Implication of CLT for Statistics • Assuming we have collected a simple random sample. There are a couple of things that we need to put together. • 1. The purpose of collecting and studying the sample is to study the population, for example, population mean. • 2. We assume all the subjects in the SRS follow the same distribution. • 3. Therefore, regardless of the distribution of each individual subject, we know that the mean of the sample is approximately normally distributed. • 4. Then we will use what we know about the sample mean to answer questions about the population mean.

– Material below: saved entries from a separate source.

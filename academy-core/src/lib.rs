//! The sports-academy side of the roster app: record kinds, seed data, the attendance and officer-ordering
//! rules, and [`Academy`], which keeps all of it in sync through `rally`.

pub mod academy;
pub mod attendance;
pub mod models;
pub mod officers;
pub mod seeds;

pub use academy::{Academy, BrandingSlot, LoadReport};
pub use models::*;
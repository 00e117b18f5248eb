//! # EntityCollection
//! An ordered, id-keyed set of records of one kind. The most recently touched record is always first.
//!
//! Collections are values: every operation returns a new collection and leaves `self` alone. The backing
//! `im::Vector` shares structure between versions, so keeping old snapshots around is cheap.

use std::collections::HashSet;

use crate::record::Record;

#[derive(Clone, Debug)]
pub struct EntityCollection<R: Record> {
    records: im::Vector<R>,
}

impl<R: Record> Default for EntityCollection<R> {
    fn default() -> Self {
        Self {
            records: im::Vector::new(),
        }
    }
}

impl<R: Record> EntityCollection<R> {
    pub fn new() -> Self {
        Self::default()
    }

    /// Builds a collection from a full result set, same as [`EntityCollection::replace_all`].
    pub fn from_records(records: impl IntoIterator<Item = R>) -> Self {
        Self::new().replace_all(records)
    }

    /// Places `record` first and drops any older record with the same id.
    pub fn upsert(&self, record: R) -> Self {
        let mut records = self.records.clone();
        records.retain(|existing| existing.id() != record.id());
        records.push_front(record);
        Self { records }
    }

    /// Drops the record with `id`. Removing an id that isn't there returns an identical collection.
    pub fn remove(&self, id: &str) -> Self {
        let mut records = self.records.clone();
        records.retain(|existing| existing.id() != id);
        Self { records }
    }

    /// Discards everything and takes `records` in the given order.
    ///
    /// If an id shows up more than once, the last occurrence wins and keeps its position.
    pub fn replace_all(&self, records: impl IntoIterator<Item = R>) -> Self {
        let records: Vec<R> = records.into_iter().collect();
        let mut seen: HashSet<String> = HashSet::with_capacity(records.len());
        let mut kept: Vec<R> = Vec::with_capacity(records.len());

        for record in records.into_iter().rev() {
            if seen.insert(record.id().to_string()) {
                kept.push(record);
            } else {
                log::warn!(
                    "Dropping earlier duplicate of {} record {}",
                    R::TABLE,
                    record.id()
                );
            }
        }
        kept.reverse();

        Self {
            records: kept.into_iter().collect(),
        }
    }

    pub fn get(&self, id: &str) -> Option<&R> {
        self.records.iter().find(|record| record.id() == id)
    }

    pub fn contains(&self, id: &str) -> bool {
        self.get(id).is_some()
    }

    pub fn len(&self) -> usize {
        self.records.len()
    }

    pub fn is_empty(&self) -> bool {
        self.records.is_empty()
    }

    pub fn iter(&self) -> impl Iterator<Item = &R> {
        self.records.iter()
    }

    pub fn to_vec(&self) -> Vec<R> {
        self.records.iter().cloned().collect()
    }
}

impl<R: Record> FromIterator<R> for EntityCollection<R> {
    fn from_iter<I: IntoIterator<Item = R>>(iter: I) -> Self {
        Self::from_records(iter)
    }
}

impl<R: Record> serde::Serialize for EntityCollection<R> {
    fn serialize<S: serde::Serializer>(&self, serializer: S) -> Result<S::Ok, S::Error> {
        serializer.collect_seq(self.records.iter())
    }
}

impl<'de, R: Record> serde::Deserialize<'de> for EntityCollection<R> {
    fn deserialize<D: serde::Deserializer<'de>>(deserializer: D) -> Result<Self, D::Error> {
        let records = Vec::<R>::deserialize(deserializer)?;
        Ok(Self::from_records(records))
    }
}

But apparently, the sample mean itself is not enough, what to do next? We will talk about it later.
Light Bulb Example • Tim has a lamp at his desk. He just spotted a clearance sale on the bulbs for his lamp and purchased 100 of them. He plans to replace the bulb immediately after one dies and hopes that his bulbs can last for more than 10 years. Each of the bulbs’ life follows an exponential distribution with a mean life of 800 hours. If we assume 365 days for each year, what is the probability that Tim’s 100 bulbs can last more than 10 years.

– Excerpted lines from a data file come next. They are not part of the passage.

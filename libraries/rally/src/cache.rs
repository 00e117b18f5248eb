//! Durable local fallback store.
//!
//! Each record kind is mirrored as one serialized snapshot under `"{prefix}_{CACHE_KEY}"`. The cache is
//! written after every successful mutation, whether or not the remote service is in use, so the app can
//! come back up from the last-known-good state.

use std::{
    cell::RefCell,
    collections::BTreeMap,
    fs,
    io::{ErrorKind, Write as _},
    path::{Path, PathBuf},
    rc::Rc,
};

use crate::{
    collection::EntityCollection,
    config::{CacheConfig, DEFAULT_CACHE_PREFIX},
    error::{Error, Result},
    record::Record,
};

/// Values that mean "nothing stored" even though the key exists.
const ABSENCE_MARKERS: &[&str] = &["", "null", "undefined"];

pub trait LocalCache {
    fn prefix(&self) -> &str;

    fn read(&self, key: &str) -> Result<Option<String>>;

    fn write(&self, key: &str, value: &str) -> Result<()>;

    fn remove(&self, key: &str) -> Result<()>;

    fn key_for<R: Record>(&self) -> String {
        format!("{}_{}", self.prefix(), R::CACHE_KEY)
    }

    /// Serializes the whole collection for `R` and stores it.
    fn save<R: Record>(&self, records: &EntityCollection<R>) -> Result<()> {
        let key = self.key_for::<R>();
        let json = serde_json::to_string(records)?;
        self.write(&key, &json)
    }

    /// Returns the stored collection for `R`, or `None` when nothing usable is stored.
    ///
    /// Never fails: unreadable or malformed entries are logged and treated as absent.
    fn try_load<R: Record>(&self) -> Option<EntityCollection<R>> {
        let key = self.key_for::<R>();

        let raw = match self.read(&key) {
            Ok(raw) => raw?,
            Err(e) => {
                log::error!("Failed to read local cache entry {key}: {e}");
                return None;
            }
        };

        if ABSENCE_MARKERS.contains(&raw.trim()) {
            return None;
        }

        match serde_json::from_str::<EntityCollection<R>>(&raw) {
            Ok(collection) => Some(collection),
            Err(source) => {
                let e = Error::LocalCacheCorrupt { key, source };
                log::warn!("{e}, using defaults instead");
                None
            }
        }
    }

    /// Returns the stored collection for `R`, or `fallback` if it is absent or corrupt.
    fn load<R: Record>(&self, fallback: Vec<R>) -> EntityCollection<R> {
        self.try_load()
            .unwrap_or_else(|| EntityCollection::from_records(fallback))
    }

    /// Whether anything (even a corrupt value) is stored for `R`.
    fn contains<R: Record>(&self) -> bool {
        matches!(self.read(&self.key_for::<R>()), Ok(Some(raw)) if !ABSENCE_MARKERS.contains(&raw.trim()))
    }
}

/// One JSON file per key inside a directory.
#[derive(Debug, Clone)]
pub struct FileCache {
    directory: PathBuf,
    prefix: String,
}

impl FileCache {
    pub fn new(config: &CacheConfig) -> Self {
        Self {
            directory: config.directory.clone(),
            prefix: config.prefix.clone(),
        }
    }

    pub fn directory(&self) -> &Path {
        &self.directory
    }

    fn path_for(&self, key: &str) -> PathBuf {
        self.directory.join(format!("{key}.json"))
    }
}

impl LocalCache for FileCache {
    fn prefix(&self) -> &str {
        &self.prefix
    }

    fn read(&self, key: &str) -> Result<Option<String>> {
        match fs::read_to_string(self.path_for(key)) {
            Ok(contents) => Ok(Some(contents)),
            Err(e) if e.kind() == ErrorKind::NotFound => Ok(None),
            Err(e) => Err(e.into()),
        }
    }

    fn write(&self, key: &str, value: &str) -> Result<()> {
        fs::create_dir_all(&self.directory)?;

        // write to a sibling temp file and rename over the old snapshot so readers never see half a file
        let mut file = tempfile::NamedTempFile::new_in(&self.directory)?;
        file.write_all(value.as_bytes())?;
        file.flush()?;
        file.persist(self.path_for(key)).map_err(|e| e.error)?;
        Ok(())
    }

    fn remove(&self, key: &str) -> Result<()> {
        match fs::remove_file(self.path_for(key)) {
            Ok(()) => Ok(()),
            Err(e) if e.kind() == ErrorKind::NotFound => Ok(()),
            Err(e) => Err(e.into()),
        }
    }
}

/// In-memory cache. Clones share the same entries, which lets tests simulate a restart.
#[derive(Debug, Clone)]
pub struct MemoryCache {
    prefix: String,
    entries: Rc<RefCell<BTreeMap<String, String>>>,
}

impl Default for MemoryCache {
    fn default() -> Self {
        Self::new(DEFAULT_CACHE_PREFIX)
    }
}

impl MemoryCache {
    pub fn new(prefix: impl Into<String>) -> Self {
        Self {
            prefix: prefix.into(),
            entries: Rc::default(),
        }
    }

    pub fn raw(&self, key: &str) -> Option<String> {
        self.entries.borrow().get(key).cloned()
    }
}

impl LocalCache for MemoryCache {
    fn prefix(&self) -> &str {
        &self.prefix
    }

    fn read(&self, key: &str) -> Result<Option<String>> {
        Ok(self.entries.borrow().get(key).cloned())
    }

    fn write(&self, key: &str, value: &str) -> Result<()> {
        self.entries
            .borrow_mut()
            .insert(key.to_string(), value.to_string());
        Ok(())
    }

    fn remove(&self, key: &str) -> Result<()> {
        self.entries.borrow_mut().remove(key);
        Ok(())
    }
}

Light Bulb Example • In this example, we are interested in the total life of Tim’s 100 bulbs (since he will replace one immediately after it dies). • Let Xi be the life of each bulb and we are interested in S=X1+X2+…+X100. We want to find the probability, P(S>10 years). • Some translations are needed. The life of each bulb is measured in hours, so we must translate 10 years into hours, (assuming 365 days a year), which gives us 10*365*24=87600. • Therefore, the probability of interest is P(S>87600)
Light Bulb Example • Now let’s think about the distribution of S. • 1. S is the sum of all Xi’s • 2. Each Xi ~ EXP(800), or E(Xi)=800, Var(Xi)=800^2 • 3. There are 100 Xi’s • Therefore, according to CLT, S can be approximated by a normal r.v. with mean 100*800 and variance 100*(800^2)

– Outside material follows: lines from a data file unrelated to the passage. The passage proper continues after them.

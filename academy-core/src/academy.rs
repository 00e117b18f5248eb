use rally::{
    CacheConfig, Error, FileCache, ImageSelection, LoadSource, LocalCache,
    PersistenceCoordinator, Record, RemoteConfig, RemoteGateway, Result, StorageHealth,
    SupabaseGateway, SyncMode, UploadOutcome,
};

use crate::{
    attendance,
    models::{
        Announcement, AttendanceStatus, BRANDING_ID, BrandingSettings, Coach, DEFAULT_ACADEMY_NAME,
        DailyPlan, Officer, ProfilePicture, Student, Tournament, TrainingSession,
    },
    officers, seeds,
};

/// Where each kind's data came from at startup.
#[derive(Debug, Clone, Copy, PartialEq, Eq)]
pub struct LoadReport {
    pub students: LoadSource,
    pub coaches: LoadSource,
    pub officers: LoadSource,
    pub tournaments: LoadSource,
    pub announcements: LoadSource,
    pub sessions: LoadSource,
    pub daily_plans: LoadSource,
    pub branding: LoadSource,
}

#[derive(Debug, Clone, Copy, PartialEq, Eq)]
pub enum BrandingSlot {
    Logo,
    Banner,
}

impl BrandingSlot {
    fn file_name(self) -> &'static str {
        match self {
            BrandingSlot::Logo => "academy_logo",
            BrandingSlot::Banner => "academy_banner",
        }
    }

    fn set(self, branding: &mut BrandingSettings, url: String) {
        match self {
            BrandingSlot::Logo => branding.logo_url = Some(url),
            BrandingSlot::Banner => branding.banner_url = Some(url),
        }
    }
}

/// Every record kind of the academy behind one coordinator.
pub struct Academy<G, C> {
    coordinator: PersistenceCoordinator<G, C>,
}

impl Academy<SupabaseGateway, FileCache> {
    /// Supabase when `remote` is configured, otherwise local-only. Either way snapshots go to `cache`.
    pub fn open(remote: RemoteConfig, cache: &CacheConfig) -> Self {
        let gateway = SupabaseGateway::new(remote);
        let academy = Self::with_parts(gateway, FileCache::new(cache));
        log::info!(
            "Opened academy in {:?} mode, caching under {}",
            academy.mode(),
            cache.directory.display()
        );
        academy
    }
}

impl<G: RemoteGateway, C: LocalCache> Academy<G, C> {
    pub fn with_parts(gateway: G, cache: C) -> Self {
        Self {
            coordinator: PersistenceCoordinator::new(gateway, cache),
        }
    }

    pub fn coordinator(&self) -> &PersistenceCoordinator<G, C> {
        &self.coordinator
    }

    pub fn mode(&self) -> SyncMode {
        self.coordinator.mode()
    }

    /// Loads every kind at once. A kind that fails to load from the remote service falls back on its own.
    pub async fn load_all(&self) -> LoadReport {
        let c = &self.coordinator;
        let (students, coaches, officers, tournaments, announcements, sessions, daily_plans, branding) = futures::join!(
            c.load(seeds::students()),
            c.load(seeds::coaches()),
            c.load(seeds::officers()),
            c.load(seeds::tournaments()),
            c.load(seeds::announcements()),
            c.load(seeds::sessions()),
            c.load(seeds::daily_plans()),
            c.load(seeds::branding()),
        );
        LoadReport {
            students,
            coaches,
            officers,
            tournaments,
            announcements,
            sessions,
            daily_plans,
            branding,
        }
    }

    pub async fn save<R: Record>(&self, record: R) -> Result<R> {
        self.coordinator.save(record).await
    }

    pub async fn delete<R: Record>(&self, id: &str) -> Result<()> {
        self.coordinator.delete::<R>(id).await
    }

    pub fn students(&self) -> Vec<Student> {
        self.coordinator.snapshot::<Student>().to_vec()
    }

    pub fn coaches(&self) -> Vec<Coach> {
        self.coordinator.snapshot::<Coach>().to_vec()
    }

    /// Officers ordered by title.
    pub fn officers(&self) -> Vec<Officer> {
        officers::sorted_officers(self.coordinator.snapshot::<Officer>().iter().cloned())
    }

    pub fn tournaments(&self) -> Vec<Tournament> {
        self.coordinator.snapshot::<Tournament>().to_vec()
    }

    pub fn announcements(&self) -> Vec<Announcement> {
        self.coordinator.snapshot::<Announcement>().to_vec()
    }

    pub fn sessions(&self) -> Vec<TrainingSession> {
        self.coordinator.snapshot::<TrainingSession>().to_vec()
    }

    pub fn daily_plans(&self) -> Vec<DailyPlan> {
        self.coordinator.snapshot::<DailyPlan>().to_vec()
    }

    /// Current branding. A stored row with a blank name shows the default name.
    pub fn branding(&self) -> BrandingSettings {
        let mut branding = self
            .coordinator
            .get::<BrandingSettings>(BRANDING_ID)
            .unwrap_or_default();
        if branding.name.trim().is_empty() {
            branding.name = DEFAULT_ACADEMY_NAME.to_string();
        }
        branding
    }

    /// Each student with their status for `date` (`YYYY-MM-DD`).
    pub fn attendance_on(&self, date: &str) -> Vec<(Student, Option<AttendanceStatus>)> {
        let students = self.coordinator.snapshot::<Student>();
        attendance::attendance_on(students.iter(), date)
            .into_iter()
            .map(|(student, status)| (student.clone(), status))
            .collect()
    }

    /// Flips the student's attendance for `date` and saves the whole record.
    pub async fn toggle_attendance(&self, student_id: &str, date: &str) -> Result<Student> {
        let Some(mut student) = self.coordinator.get::<Student>(student_id) else {
            return Err(Error::RecordNotFound {
                table: Student::TABLE,
                id: student_id.to_string(),
            });
        };
        student.attendance = attendance::toggle_attendance(&student.attendance, date);
        self.coordinator.save(student).await
    }

    /// Replaces the academy name and artwork. A blank name falls back to the default one.
    pub async fn apply_branding(
        &self,
        name: &str,
        logo_url: Option<String>,
        banner_url: Option<String>,
    ) -> Result<BrandingSettings> {
        let name = name.trim();
        let branding = BrandingSettings {
            id: BRANDING_ID.to_string(),
            name: if name.is_empty() {
                DEFAULT_ACADEMY_NAME.to_string()
            } else {
                name.to_string()
            },
            logo_url,
            banner_url,
        };
        self.coordinator.save(branding).await
    }

    /// Shows `image` on the record right away and replaces it with the durable URL once uploaded.
    pub async fn upload_profile_picture<R: ProfilePicture>(
        &self,
        record: R,
        image: ImageSelection,
    ) -> Result<UploadOutcome> {
        let display_name = match record.display_name().trim() {
            "" => R::FALLBACK_NAME.to_string(),
            name => name.to_string(),
        };
        self.coordinator
            .upload_asset(record, &display_name, image, R::set_profile_pic)
            .await
    }

    pub async fn upload_branding_image(
        &self,
        slot: BrandingSlot,
        image: ImageSelection,
    ) -> Result<UploadOutcome> {
        self.coordinator
            .upload_asset(self.branding(), slot.file_name(), image, move |branding, url| {
                slot.set(branding, url)
            })
            .await
    }

    pub async fn check_storage_health(&self) -> StorageHealth {
        let health = self.coordinator.check_storage_health().await;
        if !health.is_ok() {
            log::warn!("Storage check failed: {}", health.message());
        }
        health
    }
}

Light Bulb Example Finally, we need to calculate P(S > 87600 ) = 1 – P(P < 87600) = 1 – P [ Z < (87600-80000)/sqrt(100*800^2) ] = 1 – P [ Z < 7600/8000 ] = 1 – P [ Z < 0.95 ] =1-0.8289 =0.1711 Finally, we say that there is about 17% chance that Tim’s 100 bulbs will last more than 10 years.
Brake Warranty Example • A manufacturer makes a type of brakes whose life follows an exponential distribution with a mean life of 3 years. A car dealership has 20 cars on their parking lot with that kind of brake. The dealership is considering selling a one-year warranty on the brakes for their car. They decide that they will only do it if less than 20 brakes will need work within the warranty period. What is the probability that the dealership will offer that warranty?
Brake Warranty Example • In this example, the variable, call it T, that will affect the dealership’s decision is the number of brakes that will need work within 1 year. • 2. For each brake, it may need work within 1 year with some probability p, that makes it a Bernoulli r.v. with parameter p. We assume that p is the same for all the brakes on the dealer’s cars, therefore, T will be a binomial r.v. with parameters n and p. • 3. There are 4 brakes on each car so we are actually talking about 20*4=80 brakes. We then have n=80. But what is p?
Brake Warranty Example • Each brake’s life follows an exponential distribution with mean 3. Let Xi be the time until this brake needs work, then p=P(Xi<1)=1-exp(-1/3) =0.2835 • Therefore, T~BIN(80, 0.2835). • 80*p=22.67750 > 5 and 80*(1-p)=57.32 > 5 • Then T can be approximated by a normal r.v. with mean 22.68 and variance 16.25.
The dealership will offer the warranty if T<20, the probability is • P(T<20) • =P((T-22.68)/sqrt(16.25) < (19.5-22.68)/sqrt(16.25)) • =P(Z< -0.79 ) • =0.2148 • That tells us that there is only about 21% chance that the dealer will offer the warranty on the brakes.